[ACTION ITEM]: Your task is to give the number of lines in the listing that include "limit", and nothing else.
STUDY MATERIAL Block Start
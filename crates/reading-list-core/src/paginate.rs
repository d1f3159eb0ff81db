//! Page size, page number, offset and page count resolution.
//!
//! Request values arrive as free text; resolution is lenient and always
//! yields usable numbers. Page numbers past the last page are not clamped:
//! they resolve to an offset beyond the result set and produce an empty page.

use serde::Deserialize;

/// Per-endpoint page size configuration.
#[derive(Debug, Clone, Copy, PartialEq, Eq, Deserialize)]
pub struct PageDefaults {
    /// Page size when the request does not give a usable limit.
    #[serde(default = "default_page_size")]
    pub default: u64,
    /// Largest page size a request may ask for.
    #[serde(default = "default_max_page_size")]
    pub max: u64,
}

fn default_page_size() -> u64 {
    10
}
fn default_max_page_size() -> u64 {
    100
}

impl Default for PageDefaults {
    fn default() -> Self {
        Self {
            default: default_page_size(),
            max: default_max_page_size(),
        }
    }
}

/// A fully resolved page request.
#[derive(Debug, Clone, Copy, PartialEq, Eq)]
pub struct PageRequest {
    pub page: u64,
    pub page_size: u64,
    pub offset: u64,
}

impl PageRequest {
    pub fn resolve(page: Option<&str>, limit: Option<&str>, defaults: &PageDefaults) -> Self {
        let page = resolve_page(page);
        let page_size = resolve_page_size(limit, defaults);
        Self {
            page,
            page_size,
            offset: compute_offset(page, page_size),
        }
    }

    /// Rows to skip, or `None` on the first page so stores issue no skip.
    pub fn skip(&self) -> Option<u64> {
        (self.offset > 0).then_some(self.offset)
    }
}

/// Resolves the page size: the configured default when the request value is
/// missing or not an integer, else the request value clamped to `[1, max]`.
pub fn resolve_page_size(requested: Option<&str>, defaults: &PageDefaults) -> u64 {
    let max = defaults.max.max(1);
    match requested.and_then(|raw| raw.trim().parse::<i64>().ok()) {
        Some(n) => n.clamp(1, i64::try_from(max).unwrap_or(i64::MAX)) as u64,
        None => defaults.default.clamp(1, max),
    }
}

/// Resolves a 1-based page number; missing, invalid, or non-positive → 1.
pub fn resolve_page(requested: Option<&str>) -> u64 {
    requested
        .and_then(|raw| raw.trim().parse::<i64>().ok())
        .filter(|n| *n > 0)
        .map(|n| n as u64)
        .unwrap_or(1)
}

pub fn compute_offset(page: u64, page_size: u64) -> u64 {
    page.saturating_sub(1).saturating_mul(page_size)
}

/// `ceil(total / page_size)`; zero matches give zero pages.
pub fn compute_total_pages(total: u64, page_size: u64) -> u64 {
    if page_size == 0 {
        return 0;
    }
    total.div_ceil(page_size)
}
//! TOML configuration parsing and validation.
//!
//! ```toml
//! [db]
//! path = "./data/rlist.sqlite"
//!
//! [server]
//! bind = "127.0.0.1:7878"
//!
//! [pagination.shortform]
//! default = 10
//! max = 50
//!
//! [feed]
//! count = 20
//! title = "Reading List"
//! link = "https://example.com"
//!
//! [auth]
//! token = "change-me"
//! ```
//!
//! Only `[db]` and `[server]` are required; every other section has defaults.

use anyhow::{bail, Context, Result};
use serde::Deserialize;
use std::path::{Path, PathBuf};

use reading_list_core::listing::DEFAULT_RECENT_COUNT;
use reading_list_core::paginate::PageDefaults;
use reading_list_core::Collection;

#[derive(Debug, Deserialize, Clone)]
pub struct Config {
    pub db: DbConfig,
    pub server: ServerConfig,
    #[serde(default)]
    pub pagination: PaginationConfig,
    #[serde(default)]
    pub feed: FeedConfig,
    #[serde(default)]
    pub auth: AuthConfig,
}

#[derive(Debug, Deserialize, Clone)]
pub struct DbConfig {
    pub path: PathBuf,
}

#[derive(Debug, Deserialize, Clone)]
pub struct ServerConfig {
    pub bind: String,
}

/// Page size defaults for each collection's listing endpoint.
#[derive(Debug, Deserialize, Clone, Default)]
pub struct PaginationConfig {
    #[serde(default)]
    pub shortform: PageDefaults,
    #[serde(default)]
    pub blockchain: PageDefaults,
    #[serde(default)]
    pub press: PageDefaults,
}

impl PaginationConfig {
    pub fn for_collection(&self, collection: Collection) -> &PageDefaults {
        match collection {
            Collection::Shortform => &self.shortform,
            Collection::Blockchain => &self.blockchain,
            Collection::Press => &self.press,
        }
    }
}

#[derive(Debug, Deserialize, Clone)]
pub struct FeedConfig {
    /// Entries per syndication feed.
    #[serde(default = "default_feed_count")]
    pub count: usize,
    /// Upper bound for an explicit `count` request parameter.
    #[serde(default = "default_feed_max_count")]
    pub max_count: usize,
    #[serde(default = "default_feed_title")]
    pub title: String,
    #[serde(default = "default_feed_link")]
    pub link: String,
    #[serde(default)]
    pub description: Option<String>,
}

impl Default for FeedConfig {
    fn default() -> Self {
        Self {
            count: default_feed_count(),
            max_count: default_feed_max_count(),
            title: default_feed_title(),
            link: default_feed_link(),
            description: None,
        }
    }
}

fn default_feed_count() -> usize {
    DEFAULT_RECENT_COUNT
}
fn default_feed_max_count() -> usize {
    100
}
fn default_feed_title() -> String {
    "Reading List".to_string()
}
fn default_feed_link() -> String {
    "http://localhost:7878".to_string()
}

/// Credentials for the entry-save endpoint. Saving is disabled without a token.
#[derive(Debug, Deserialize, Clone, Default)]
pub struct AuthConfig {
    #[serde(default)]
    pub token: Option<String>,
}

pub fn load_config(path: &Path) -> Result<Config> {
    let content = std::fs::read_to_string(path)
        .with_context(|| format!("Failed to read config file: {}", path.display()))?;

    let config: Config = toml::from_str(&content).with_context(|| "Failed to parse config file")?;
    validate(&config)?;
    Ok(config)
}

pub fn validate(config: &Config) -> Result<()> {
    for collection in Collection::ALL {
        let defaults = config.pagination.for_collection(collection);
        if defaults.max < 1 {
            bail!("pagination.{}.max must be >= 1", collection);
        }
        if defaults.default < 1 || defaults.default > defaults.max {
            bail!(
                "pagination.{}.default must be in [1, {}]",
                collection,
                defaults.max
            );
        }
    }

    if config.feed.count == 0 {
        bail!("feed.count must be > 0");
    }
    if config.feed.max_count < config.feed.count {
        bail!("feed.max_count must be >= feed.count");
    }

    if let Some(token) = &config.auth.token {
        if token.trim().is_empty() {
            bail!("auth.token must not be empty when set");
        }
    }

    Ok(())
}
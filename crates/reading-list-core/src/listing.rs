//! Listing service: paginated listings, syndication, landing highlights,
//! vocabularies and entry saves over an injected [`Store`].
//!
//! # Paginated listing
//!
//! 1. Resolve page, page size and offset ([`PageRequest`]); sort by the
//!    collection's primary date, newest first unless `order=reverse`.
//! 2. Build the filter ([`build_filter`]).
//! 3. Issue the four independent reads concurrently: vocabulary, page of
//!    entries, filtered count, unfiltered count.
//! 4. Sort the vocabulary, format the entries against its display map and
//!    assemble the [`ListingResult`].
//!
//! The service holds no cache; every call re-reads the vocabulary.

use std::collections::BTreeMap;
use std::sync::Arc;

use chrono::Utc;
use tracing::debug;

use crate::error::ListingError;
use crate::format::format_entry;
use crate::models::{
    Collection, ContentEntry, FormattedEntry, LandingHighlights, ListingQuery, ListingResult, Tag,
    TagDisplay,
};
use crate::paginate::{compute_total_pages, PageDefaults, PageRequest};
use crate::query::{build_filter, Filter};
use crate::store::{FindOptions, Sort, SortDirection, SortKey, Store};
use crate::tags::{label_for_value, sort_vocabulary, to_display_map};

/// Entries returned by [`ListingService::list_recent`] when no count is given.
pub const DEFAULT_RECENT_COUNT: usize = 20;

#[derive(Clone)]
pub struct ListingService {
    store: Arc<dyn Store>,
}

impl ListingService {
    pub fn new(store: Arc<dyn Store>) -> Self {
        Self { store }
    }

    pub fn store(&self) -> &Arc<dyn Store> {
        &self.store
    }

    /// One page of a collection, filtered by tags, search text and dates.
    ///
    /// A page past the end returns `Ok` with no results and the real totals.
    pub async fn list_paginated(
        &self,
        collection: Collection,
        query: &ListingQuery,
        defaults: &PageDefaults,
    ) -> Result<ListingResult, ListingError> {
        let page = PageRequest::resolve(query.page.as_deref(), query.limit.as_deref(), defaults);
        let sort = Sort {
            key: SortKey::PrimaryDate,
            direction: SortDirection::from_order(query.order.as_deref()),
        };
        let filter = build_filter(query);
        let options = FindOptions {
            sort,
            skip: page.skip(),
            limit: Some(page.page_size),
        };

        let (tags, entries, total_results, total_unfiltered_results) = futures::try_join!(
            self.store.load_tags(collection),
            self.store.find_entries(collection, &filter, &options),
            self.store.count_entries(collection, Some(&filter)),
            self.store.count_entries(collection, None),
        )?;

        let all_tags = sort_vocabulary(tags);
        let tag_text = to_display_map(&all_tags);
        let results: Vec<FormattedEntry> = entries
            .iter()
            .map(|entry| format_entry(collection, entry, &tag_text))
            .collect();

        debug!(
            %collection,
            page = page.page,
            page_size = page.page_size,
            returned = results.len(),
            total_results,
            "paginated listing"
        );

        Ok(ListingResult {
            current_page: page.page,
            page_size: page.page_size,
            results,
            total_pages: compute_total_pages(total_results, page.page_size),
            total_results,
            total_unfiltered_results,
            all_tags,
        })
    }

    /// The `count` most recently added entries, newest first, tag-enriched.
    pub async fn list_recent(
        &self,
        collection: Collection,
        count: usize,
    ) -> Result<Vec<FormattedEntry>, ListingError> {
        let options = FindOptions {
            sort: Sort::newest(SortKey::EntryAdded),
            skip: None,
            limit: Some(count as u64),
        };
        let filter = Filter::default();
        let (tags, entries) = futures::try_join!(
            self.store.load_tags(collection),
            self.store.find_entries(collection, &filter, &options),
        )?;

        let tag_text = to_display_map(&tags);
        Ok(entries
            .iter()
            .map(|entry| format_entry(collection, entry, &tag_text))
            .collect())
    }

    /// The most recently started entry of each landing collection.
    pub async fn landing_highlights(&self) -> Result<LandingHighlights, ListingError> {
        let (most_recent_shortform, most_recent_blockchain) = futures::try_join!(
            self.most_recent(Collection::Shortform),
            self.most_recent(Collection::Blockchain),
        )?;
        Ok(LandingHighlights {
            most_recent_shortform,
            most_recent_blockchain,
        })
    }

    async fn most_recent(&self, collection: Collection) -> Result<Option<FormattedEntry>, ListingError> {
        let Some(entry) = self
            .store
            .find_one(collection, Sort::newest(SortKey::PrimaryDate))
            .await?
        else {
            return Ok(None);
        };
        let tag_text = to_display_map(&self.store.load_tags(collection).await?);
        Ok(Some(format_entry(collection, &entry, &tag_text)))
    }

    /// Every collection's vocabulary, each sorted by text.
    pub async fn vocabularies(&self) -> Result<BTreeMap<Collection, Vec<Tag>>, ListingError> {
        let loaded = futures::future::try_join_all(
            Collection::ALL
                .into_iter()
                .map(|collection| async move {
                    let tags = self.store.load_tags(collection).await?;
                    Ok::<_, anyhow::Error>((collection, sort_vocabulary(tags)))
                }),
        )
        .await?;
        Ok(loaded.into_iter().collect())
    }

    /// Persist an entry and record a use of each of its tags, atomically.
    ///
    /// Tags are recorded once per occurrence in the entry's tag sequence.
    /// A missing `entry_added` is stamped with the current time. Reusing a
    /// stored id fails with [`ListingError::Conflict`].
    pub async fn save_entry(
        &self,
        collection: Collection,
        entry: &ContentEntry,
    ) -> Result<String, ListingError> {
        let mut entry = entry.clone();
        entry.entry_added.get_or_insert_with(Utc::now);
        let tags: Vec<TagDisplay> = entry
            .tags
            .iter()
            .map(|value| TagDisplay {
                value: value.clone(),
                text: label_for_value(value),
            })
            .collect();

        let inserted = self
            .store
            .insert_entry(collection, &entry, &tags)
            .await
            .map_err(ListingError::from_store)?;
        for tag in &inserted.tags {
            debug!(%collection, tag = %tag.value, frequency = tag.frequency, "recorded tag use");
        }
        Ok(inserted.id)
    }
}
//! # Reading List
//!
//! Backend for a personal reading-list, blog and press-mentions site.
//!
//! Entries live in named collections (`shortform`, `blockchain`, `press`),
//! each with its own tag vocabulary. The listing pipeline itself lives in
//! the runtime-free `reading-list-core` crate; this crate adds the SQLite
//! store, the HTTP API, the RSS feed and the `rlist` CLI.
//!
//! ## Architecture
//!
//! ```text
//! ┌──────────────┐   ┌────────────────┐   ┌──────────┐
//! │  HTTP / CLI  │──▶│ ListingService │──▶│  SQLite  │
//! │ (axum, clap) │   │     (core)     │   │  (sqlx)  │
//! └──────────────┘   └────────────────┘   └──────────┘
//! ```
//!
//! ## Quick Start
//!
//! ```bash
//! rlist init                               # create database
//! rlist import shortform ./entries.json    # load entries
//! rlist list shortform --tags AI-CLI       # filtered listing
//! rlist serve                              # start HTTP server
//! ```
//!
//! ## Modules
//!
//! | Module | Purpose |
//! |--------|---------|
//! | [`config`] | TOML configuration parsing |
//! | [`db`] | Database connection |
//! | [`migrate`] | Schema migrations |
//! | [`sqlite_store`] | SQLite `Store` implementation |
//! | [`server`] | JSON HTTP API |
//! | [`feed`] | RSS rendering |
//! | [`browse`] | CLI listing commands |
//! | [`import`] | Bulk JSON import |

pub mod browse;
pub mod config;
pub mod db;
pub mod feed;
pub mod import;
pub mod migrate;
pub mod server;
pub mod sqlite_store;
STUDY MATERIAL Block End
[THE ANSWER]: 6